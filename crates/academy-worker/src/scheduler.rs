//! Cron scheduler that enqueues sweep jobs on their configured schedules.

use std::sync::Arc;

use tokio_cron_scheduler::{Job as CronJob, JobScheduler};
use tracing;

use academy_core::config::ScheduleConfig;
use academy_core::error::AppError;
use academy_entity::job::{JobPayload, JobPriority};

use crate::queue::JobQueue;

/// Cron-based scheduler for the periodic sweeps
pub struct CronScheduler {
    scheduler: JobScheduler,
    queue: Arc<JobQueue>,
}

impl std::fmt::Debug for CronScheduler {
    fn fmt(&self, f: &mut std::fmt::Formatter<'_>) -> std::fmt::Result {
        f.debug_struct("CronScheduler").finish()
    }
}

/// Each sweep with its cron expression and queue priority.
pub fn scheduled_tasks(schedule: &ScheduleConfig) -> Vec<(String, JobPayload, JobPriority)> {
    vec![
        (
            schedule.check_expiring_subscriptions.clone(),
            JobPayload::CheckExpiringSubscriptions,
            JobPriority::Normal,
        ),
        (
            schedule.cleanup_expired_pending.clone(),
            JobPayload::CleanupExpiredPending { hours: None },
            JobPriority::Low,
        ),
        (
            schedule.suspend_expired_grace.clone(),
            JobPayload::SuspendExpiredGrace,
            JobPriority::Normal,
        ),
        (
            schedule.generate_sessions.clone(),
            JobPayload::GenerateSessions { weeks: None },
            JobPriority::Low,
        ),
        (
            schedule.prepare_sessions.clone(),
            JobPayload::PrepareSessions { force: false },
            JobPriority::High,
        ),
        (
            schedule.stop_expired_recordings.clone(),
            JobPayload::StopExpiredRecordings,
            JobPriority::High,
        ),
    ]
}

impl CronScheduler {
    /// Create a new cron scheduler
    pub async fn new(queue: Arc<JobQueue>) -> Result<Self, AppError> {
        let scheduler = JobScheduler::new()
            .await
            .map_err(|e| AppError::internal(format!("Failed to create scheduler: {e}")))?;

        Ok(Self { scheduler, queue })
    }

    /// Register every sweep from the schedule config
    pub async fn register_all(&self, schedule: &ScheduleConfig) -> Result<(), AppError> {
        for (cron, payload, priority) in scheduled_tasks(schedule) {
            self.register(&cron, payload, priority).await?;
        }

        tracing::info!("All scheduled tasks registered");
        Ok(())
    }

    /// Enqueue `payload` every time `cron` fires
    pub async fn register(
        &self,
        cron: &str,
        payload: JobPayload,
        priority: JobPriority,
    ) -> Result<(), AppError> {
        let job_type = payload.job_type();
        let queue = Arc::clone(&self.queue);
        let task = payload.clone();

        let job = CronJob::new_async(cron, move |_uuid, _lock| {
            let queue = Arc::clone(&queue);
            let payload = task.clone();
            Box::pin(async move {
                tracing::debug!(job_type = payload.job_type(), "Scheduling job");
                if let Err(e) = queue.enqueue(payload, priority).await {
                    tracing::error!(error = %e, "Failed to enqueue scheduled job");
                }
            })
        })
        .map_err(|e| {
            AppError::configuration(format!("Invalid schedule '{cron}' for {job_type}: {e}"))
        })?;

        self.scheduler
            .add(job)
            .await
            .map_err(|e| AppError::internal(format!("Failed to add {job_type} schedule: {e}")))?;

        tracing::info!(job_type, cron, "Registered scheduled job");
        Ok(())
    }

    /// Start the scheduler
    pub async fn start(&self) -> Result<(), AppError> {
        self.scheduler
            .start()
            .await
            .map_err(|e| AppError::internal(format!("Failed to start scheduler: {e}")))?;

        tracing::info!("Cron scheduler started");
        Ok(())
    }

    /// Shutdown the scheduler
    pub async fn shutdown(&self) -> Result<(), AppError> {
        let mut scheduler = self.scheduler.clone();
        scheduler
            .shutdown()
            .await
            .map_err(|e| AppError::internal(format!("Failed to shutdown scheduler: {e}")))?;

        tracing::info!("Cron scheduler shut down");
        Ok(())
    }
}

#[cfg(test)]
mod tests {
    use super::*;

    #[test]
    fn test_every_job_type_is_scheduled() {
        let tasks = scheduled_tasks(&ScheduleConfig::default());
        let mut types: Vec<&str> = tasks.iter().map(|(_, p, _)| p.job_type()).collect();
        types.sort();
        let mut known = JobPayload::known_types().to_vec();
        known.sort();
        assert_eq!(types, known);
    }
}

● ● ●

> WHAT YOU WILL DO: Nothing but a number is wanted here: please count the lines in the entries above that include the word "tracing".

> RESPONSE TO THIS EXERCISE: 7